A previous meta-analysis of 30 studies of deprescribing during hospitalization revealed a slight 8% reduction in hospital readmissions (HR, 0.92; 95% CI, 0.85–0.99).1 This study re-evaluated the data and addressed the limitations of the prior study by excluding observational studies and adding a previously eliminated randomized controlled trial, bringing the number of patients from 10,136 to 14,201. A reduced hazard of readmission at 1 to 3 months (HR, 0.84; 95% CI; 0.73–0.97) was found, which was not statistically significant when all durations of follow-up were included (HR, 0.94; 95% C, 0.87–1.01). Of note, the MedSafer software — the deprescribing software used in the added randomized trial — is owned by two of the four authors of this study.2
Deprescribing is challenging as patients and families often resist for fear of recurrent symptoms or having been told by previous prescribers to not stop a medicine.
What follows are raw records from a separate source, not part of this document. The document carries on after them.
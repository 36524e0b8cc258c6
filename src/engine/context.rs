use std::{
    ffi::OsStr,
    path::{Path, PathBuf},
};

use log::{debug, warn};

use osutils::{
    cmdline::KernelCmdline,
    dependencies::{Dependency, DependencyError},
    path::join_relative,
    virt::Virtualization,
};
use sabayon_api::{
    config::InstallConfig,
    constants::CONTENT_INDEX_PATH_DEFAULT,
    error::{InitializationError, InstallerError, ReportError},
};

use crate::{
    entropy::{EquoClient, InstalledRepository, PackageManager},
    install_class::{self, InstallClass},
    progress::Progress,
};

/// State shared by every subsystem for the duration of an installation.
pub struct EngineContext {
    pub config: InstallConfig,

    pub install_class: &'static InstallClass,

    /// Command line the live system was booted with.
    pub cmdline: KernelCmdline,

    pub virt: Virtualization,

    pub progress: Progress,

    /// Package operations on the target.
    pub packages: Box<dyn PackageManager>,

    /// Root of the running live system. Host state such as the running
    /// drivers, the sound card state or the udev rules is read from here.
    pub system_root: PathBuf,

    /// Scratch index of the live files excluded from the copy.
    pub content_index_path: PathBuf,
}

impl EngineContext {
    pub fn new(config: InstallConfig) -> Result<Self, InstallerError> {
        if !config.live_root.is_dir() {
            return Err(InstallerError::new(InitializationError::MissingLiveRoot {
                path: config.live_root.display().to_string(),
            }));
        }
        if !config.target_root.is_dir() {
            return Err(InstallerError::new(InitializationError::MissingTargetRoot {
                path: config.target_root.display().to_string(),
            }));
        }

        let install_class = install_class::lookup(&config.install_class)?;
        let cmdline = KernelCmdline::current().structured(InitializationError::ReadKernelCmdline)?;
        let virt = Virtualization::detect();
        debug!("Install class: {install_class}, virtualization: {virt:?}");

        Ok(Self {
            packages: Box::new(EquoClient::new(&config.target_root)),
            install_class,
            cmdline,
            virt,
            progress: Progress::new(),
            system_root: PathBuf::from("/"),
            content_index_path: PathBuf::from(CONTENT_INDEX_PATH_DEFAULT),
            config,
        })
    }

    pub fn target(&self) -> &Path {
        &self.config.target_root
    }

    pub fn live_root(&self) -> &Path {
        &self.config.live_root
    }

    /// Absolute path inside the target.
    pub fn target_path(&self, path: impl AsRef<Path>) -> PathBuf {
        join_relative(self.target(), path)
    }

    /// Absolute path on the running live system.
    pub fn system_path(&self, path: impl AsRef<Path>) -> PathBuf {
        join_relative(&self.system_root, path)
    }

    pub fn live_repository_path(&self) -> PathBuf {
        InstalledRepository::path_in(self.live_root())
    }

    /// Whether NetworkManager is dropped in favour of plain interface
    /// configuration.
    pub fn simple_networking(&self) -> bool {
        self.config
            .network
            .simple_networking
            .unwrap_or(self.install_class.simple_networking)
    }

    pub fn is_recovery(&self) -> bool {
        self.config.bootloader.recovery
    }

    /// Run a tool of the target through chroot(1).
    pub fn spawn_chroot<I, S>(
        &self,
        dependency: Dependency,
        args: I,
    ) -> Result<(), Box<DependencyError>>
    where
        I: IntoIterator<Item = S>,
        S: AsRef<OsStr>,
    {
        let command = dependency.cmd().with_args(args).in_root(self.target());
        debug!("Running '{}'", command.render_command());
        command.run_and_check()
    }

    /// Like [`Self::spawn_chroot`], but failures are only logged. Returns
    /// whether the tool succeeded.
    pub fn spawn_chroot_silent<I, S>(&self, dependency: Dependency, args: I) -> bool
    where
        I: IntoIterator<Item = S>,
        S: AsRef<OsStr>,
    {
        match self.spawn_chroot(dependency, args) {
            Ok(()) => true,
            Err(e) => {
                warn!("{e}");
                false
            }
        }
    }
}

#[cfg(test)]
impl EngineContext {
    /// A context over test directories, recording package operations.
    pub(crate) fn test(live_root: &Path, target_root: &Path) -> Self {
        use crate::entropy::fake::FakePackageManager;

        let config = InstallConfig {
            live_root: live_root.to_owned(),
            target_root: target_root.to_owned(),
            ..Default::default()
        };
        Self {
            install_class: install_class::lookup(&config.install_class).unwrap(),
            cmdline: KernelCmdline::parse(""),
            virt: Virtualization::None,
            progress: Progress::new(),
            packages: Box::<FakePackageManager>::default(),
            system_root: live_root.to_owned(),
            content_index_path: target_root.join("files.db"),
            config,
        }
    }

    pub(crate) fn with_packages(self, packages: impl PackageManager + 'static) -> Self {
        Self {
            packages: Box::new(packages),
            ..self
        }
    }
}

#[cfg(test)]
mod tests {
    use super::*;

    use sabayon_api::error::ErrorKind;
    use tempfile::tempdir;

    #[test]
    fn test_missing_roots() {
        let dir = tempdir().unwrap();
        let config = InstallConfig {
            live_root: dir.path().join("livecd"),
            target_root: dir.path().to_owned(),
            ..Default::default()
        };
        assert_eq!(
            EngineContext::new(config).err().unwrap().kind(),
            &ErrorKind::Initialization(InitializationError::MissingLiveRoot {
                path: dir.path().join("livecd").display().to_string()
            })
        );

        let config = InstallConfig {
            live_root: dir.path().to_owned(),
            target_root: dir.path().join("sysimage"),
            ..Default::default()
        };
        assert!(matches!(
            EngineContext::new(config).err().unwrap().kind(),
            ErrorKind::Initialization(InitializationError::MissingTargetRoot { .. })
        ));
    }

    #[test]
    fn test_paths_and_networking() {
        let live = tempdir().unwrap();
        let target = tempdir().unwrap();
        let mut ctx = EngineContext::test(live.path(), target.path());

        assert_eq!(
            ctx.target_path("/etc/hostname"),
            target.path().join("etc/hostname")
        );
        assert_eq!(
            ctx.system_path("/etc/asound.state"),
            live.path().join("etc/asound.state")
        );
        assert!(ctx.live_repository_path().starts_with(live.path()));

        assert!(!ctx.simple_networking());
        ctx.install_class = install_class::lookup("corecd").unwrap();
        assert!(ctx.simple_networking());
        ctx.config.network.simple_networking = Some(false);
        assert!(!ctx.simple_networking());
    }
}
Discussing with the patient and family that the metabolism and elimination of medications change as one age may persuade them to try a dose reduction. Also, as cognition declines with dementia, fewer neurotransmitters are being produced by the failing brain. Thus, many medications to manage behaviors or symptoms may no longer be necessary. These meta-analyses cannot go into detail about the reasons for deprescribing or what percentage of inappropriate medications were prescribed.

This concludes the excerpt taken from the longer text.